[Saved data entries]
┌──

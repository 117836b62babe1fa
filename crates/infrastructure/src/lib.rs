//! Atrium Infrastructure - Transport adapters
//!
//! This crate provides the concrete transports behind the application
//! layer: the authenticated REST client, the file-backed credential
//! store, and the realtime stream subscriptions.

pub mod api;
pub mod persistence;
pub mod streaming;

pub use api::{ApiClient, ApiError};
pub use persistence::FileCredentialStore;
pub use streaming::{ChatChannel, StatusSubscription};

└──

* _Task goal_
Every word of every entry must be returned as it appears.

* _Answer section_
repository 117836b62babe1fa
filename crates/infrastructure/src/lib.rs
//! Atrium Infrastructure - Transport adapters
//!
//! This crate provides the concrete transports behind the application
//! layer: the authenticated REST client, the file-backed credential
//! store, and the realtime stream subscriptions.

pub mod api;
pub mod persistence;
pub mod streaming;

pub use api::{ApiClient, ApiError};
pub use persistence::FileCredentialStore;
pub use streaming::{ChatChannel, StatusSubscription};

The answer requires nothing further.